Friday, Feb. 01, 1963

Revolt Against Age

Once a corporation has selected a new chief in the privacy of its boardrooms, any earlier disagreements are usually muffled in a routinely unanimous public announcement. But when the Great Atlantic & Pacific Tea Co. last week announced a successor to Chairman-President Ralph W. Burger, who resigned as president because of age, the reaction in public of A. & P.'s board was neither unanimous nor routine. Burger proposed that Vice President and Treasurer John D. Ehrgott succeed him. All 14 inside directors, officers of A. & P. or its operating divisions, voted yes. Surprisingly, six outside directors* elected to the board five years ago vigorously took exception with a clear and unmistakable no.
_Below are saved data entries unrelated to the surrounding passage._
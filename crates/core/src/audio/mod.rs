use std::sync::{Arc, Mutex, MutexGuard};

use serde::{Deserialize, Serialize};

use crate::{AudioConfig, Result, SortVizError};

/// Largest valid MIDI note number and velocity.
pub const MIDI_MAX: u8 = 127;

/// A musical scale: ascending MIDI note numbers addressed by position.
#[derive(Debug, Clone, PartialEq, Eq, Serialize, Deserialize)]
pub struct Scale {
    notes: Vec<u8>,
}

impl Scale {
    pub fn new(notes: Vec<u8>) -> Self {
        Self { notes }
    }

    /// `len` consecutive semitones starting at `base`, clamped to the MIDI
    /// range.
    pub fn chromatic(base: u8, len: usize) -> Self {
        let notes = (0..len)
            .map(|offset| {
                let note = usize::from(base) + offset;
                note.min(usize::from(MIDI_MAX)) as u8
            })
            .collect();
        Self { notes }
    }

    pub fn len(&self) -> usize {
        self.notes.len()
    }

    pub fn is_empty(&self) -> bool {
        self.notes.is_empty()
    }

    pub fn note(&self, index: usize) -> Option<u8> {
        self.notes.get(index).copied()
    }

    /// Sends the note at `index` to `sink`, louder when `emphasized`.
    /// Indices outside the scale are ignored.
    pub fn play_note(
        &self,
        index: usize,
        emphasized: bool,
        velocities: &Velocities,
        sink: &mut dyn NoteSink,
    ) -> Result<()> {
        let Some(note) = self.note(index) else {
            return Ok(());
        };
        let velocity = if emphasized {
            velocities.emphasized
        } else {
            velocities.regular
        };
        sink.note_on(NoteEvent { note, velocity })
    }
}

/// Note-on velocities for inspected and moved positions.
#[derive(Debug, Clone, Copy, PartialEq, Eq)]
pub struct Velocities {
    pub regular: u8,
    pub emphasized: u8,
}

impl Default for Velocities {
    fn default() -> Self {
        Self {
            regular: 60,
            emphasized: 120,
        }
    }
}

impl From<&AudioConfig> for Velocities {
    fn from(config: &AudioConfig) -> Self {
        Self {
            regular: config.regular_velocity,
            emphasized: config.emphasized_velocity,
        }
    }
}

/// A single note-on message.
#[derive(Debug, Clone, Copy, PartialEq, Eq, Serialize, Deserialize)]
pub struct NoteEvent {
    pub note: u8,
    pub velocity: u8,
}

/// Output device for note events.
///
/// Sinks are injected rather than opened globally; an unavailable device is
/// reported from [`NoteSink::open`] and left to the caller to handle.
pub trait NoteSink {
    /// Acquires the underlying device.
    fn open(&mut self) -> Result<()> {
        Ok(())
    }

    fn note_on(&mut self, event: NoteEvent) -> Result<()>;

    /// Releases the underlying device.
    fn close(&mut self) {}
}

impl<S: NoteSink + ?Sized> NoteSink for Box<S> {
    fn open(&mut self) -> Result<()> {
        (**self).open()
    }

    fn note_on(&mut self, event: NoteEvent) -> Result<()> {
        (**self).note_on(event)
    }

    fn close(&mut self) {
        (**self).close()
    }
}

/// Keeps a sink open for its own lifetime.
#[derive(Debug)]
pub struct SinkGuard<S: NoteSink> {
    sink: S,
}

impl<S: NoteSink> SinkGuard<S> {
    pub fn new(mut sink: S) -> Result<Self> {
        sink.open()?;
        tracing::debug!("note sink opened");
        Ok(Self { sink })
    }

    pub fn sink_mut(&mut self) -> &mut S {
        &mut self.sink
    }
}

impl<S: NoteSink> Drop for SinkGuard<S> {
    fn drop(&mut self) {
        self.sink.close();
        tracing::debug!("note sink closed");
    }
}

/// Sink that reports each note through `tracing`.
#[derive(Debug, Default, Clone, Copy)]
pub struct LogSink;

impl NoteSink for LogSink {
    fn note_on(&mut self, event: NoteEvent) -> Result<()> {
        tracing::trace!(note = event.note, velocity = event.velocity, "note on");
        Ok(())
    }
}

/// Sink that stores every event in memory.
///
/// Clones share the same buffer, so a caller can hand one clone to a
/// [`Player`](crate::Player) and inspect the events through another.
#[derive(Debug, Default, Clone)]
pub struct RecordingSink {
    events: Arc<Mutex<Vec<NoteEvent>>>,
    open: bool,
}

impl RecordingSink {
    pub fn new() -> Self {
        Self::default()
    }

    /// Returns a copy of the events recorded so far.
    pub fn events(&self) -> Result<Vec<NoteEvent>> {
        Ok(self.lock()?.clone())
    }

    pub fn is_open(&self) -> bool {
        self.open
    }

    fn lock(&self) -> Result<MutexGuard<'_, Vec<NoteEvent>>> {
        self.events
            .lock()
            .map_err(|_| SortVizError::msg("recorded note buffer has been poisoned"))
    }
}

impl NoteSink for RecordingSink {
    fn open(&mut self) -> Result<()> {
        self.open = true;
        Ok(())
    }

    fn note_on(&mut self, event: NoteEvent) -> Result<()> {
        self.lock()?.push(event);
        Ok(())
    }

    fn close(&mut self) {
        self.open = false;
    }
}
The minority complained that, at 67, Ehrgott, a 45-year veteran with A. & P., was hardly younger than Burger at 73. What A. & P. needed, they insisted, was younger blood. They had a point. Though A. & P. dominates its field (and is the largest merchandising firm in the U.S.), its officers' average age is over 60, and some of the wrinkles show. Last fiscal year A. & P. slipped $6,000,000 in sales and $1,500,000 in earnings, while some competing chains, notably second-place Safeway, marked up good gains. The directors' revolt against age failed to impress outgoing President Ralph Burger, who has been with A. & P. for 51 years. After all, he learned his trade and landed his job from Brothers John and George Hartford, who made A. & P. the empire it is. John lived to be 79--and died on the job; George worked to within two years of his death at 92.

* Westinghouse Electric Corp. Chairman Gwilym A. Price, Coverdale & Colpitts Partner John E. Slater, New York Life Insurance Co. Executive Vice President R. Manning Brown Jr., former RCA President John L. Burns, former Harvard Business School Dean Donald K. David and former Standard Oil (New Jersey) Vice President Jay E. Crane.